La communauté est, éthologiquement, le mode de regroupement humain le plus naturel mais aussi celui qui permet le plus l'expression d'une culture. Parce qu'elle est homogène sur le plan ethno-culturel, la communauté préexiste à ses propres formes d'organisation, à l'inverse de la société ; mais elle n'existe jamais à l'état pur et inclut de ce fait des rapports sociétaires. On parlera donc de modèle (et non d'utopie) communautaire. Ce modèle, qui peut aller de la nation (communauté du peuple) à la famille, en passant par la confrérie (communauté de foi), l'armée (communauté de combat), l'entreprise (communauté de travail), s'oppose radicalement aux modèles sociétaires des idéologies dominantes marquées par l'individualisme et l'égalitarisme unilatéraux propres aux doctrines du “contrat social”. Dans le modèle communautaire, les rapports humains sont pluridimensionnels et organisés selon une structure holiste : la communauté est à la fois affective, rationnelle, hiérarchisée, pluri-fonctionnelle ; elle a une histoire et un destin, et ne se limite pas au présent.

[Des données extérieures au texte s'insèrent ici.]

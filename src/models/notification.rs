use serde::{Deserialize, Serialize};

/// Partition key under which every sending snapshot is stored.
pub const SENDING_NOTIFICATIONS_PARTITION: &str = "sending-notifications";

#[derive(Debug, Clone, Serialize, Deserialize)]
pub struct NotificationDefinition {
    pub id: String,
    pub title: String,

    #[serde(default)]
    pub summary: Option<String>,

    #[serde(default)]
    pub author: Option<String>,

    #[serde(default)]
    pub image_link: Option<String>,

    #[serde(default)]
    pub button_title: Option<String>,

    #[serde(default)]
    pub button_link: Option<String>,

    #[serde(default)]
    pub recipient_batches: Vec<Vec<Recipient>>,
}

#[derive(Debug, Clone, Serialize, Deserialize)]
pub struct Recipient {
    pub user_id: String,

    #[serde(default)]
    pub conversation_id: Option<String>,

    #[serde(default)]
    pub service_url: Option<String>,

    #[serde(default)]
    pub tenant_id: Option<String>,
}

/// Immutable rendered copy of a notification, keyed by the fixed sending
/// partition and the notification's own id as row key.
#[derive(Debug, Clone, Serialize, Deserialize, PartialEq)]
pub struct SendingSnapshot {
    pub partition_key: String,
    pub row_key: String,
    pub notification_id: String,
    pub content: String,
}

impl SendingSnapshot {
    pub fn new(notification_id: &str, content: String) -> Self {
        Self {
            partition_key: SENDING_NOTIFICATIONS_PARTITION.to_string(),
            row_key: notification_id.to_string(),
            notification_id: notification_id.to_string(),
            content,
        }
    }
}
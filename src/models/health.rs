use chrono::{DateTime, Utc};
use serde::{Deserialize, Serialize};
use std::collections::HashMap;

#[derive(Debug, Clone, Serialize, Deserialize, PartialEq)]
#[serde(rename_all = "lowercase")]
pub enum HealthStatus {
    Healthy,
    Unhealthy,
}

#[derive(Debug, Clone, Serialize, Deserialize)]
pub struct HealthCheckResponse {
    pub status: HealthStatus,
    pub timestamp: DateTime<Utc>,
    pub checks: HashMap<String, ServiceHealth>,
}

#[derive(Debug, Clone, Serialize, Deserialize)]
pub struct ServiceHealth {
    pub status: HealthStatus,

    #[serde(skip_serializing_if = "Option::is_none")]
    pub response_time_ms: Option<u64>,

    #[serde(skip_serializing_if = "Option::is_none")]
    pub error: Option<String>,
}

impl ServiceHealth {
    pub fn healthy(response_time_ms: u64) -> Self {
        Self {
            status: HealthStatus::Healthy,
            response_time_ms: Some(response_time_ms),
            error: None,
        }
    }

    pub fn unhealthy(error: String) -> Self {
        Self {
            status: HealthStatus::Unhealthy,
            response_time_ms: None,
            error: Some(error),
        }
    }
}

/// Every probed collaborator is load-bearing for this worker, so one
/// unhealthy check makes the whole service unhealthy.
pub fn overall_status(checks: &HashMap<String, ServiceHealth>) -> HealthStatus {
    let has_unhealthy = checks
        .values()
        .any(|health| health.status == HealthStatus::Unhealthy);

    if has_unhealthy {
        HealthStatus::Unhealthy
    } else {
        HealthStatus::Healthy
    }
}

Son être transcende les existences individuelles et leur donne un sens. La notion de service communautaire, de devoir communautaire est au centre de nos valeurs éthiques. Le modèle communautaire, qui a toujours tenté les doctrines de gauche les moins dogmatiques, constitue une réponse appropriée au nihilisme croissant de la société marchande.
◘ 10 - CONCEPTION DU MONDE
Ensemble des valeurs, des idées, des idéaux et des interprétations du réel, fédérés et organisés par un sens, implicites et explicites, affectifs et intellectuels, propres à une communauté, à un peuple à un système idéologique ou religieux.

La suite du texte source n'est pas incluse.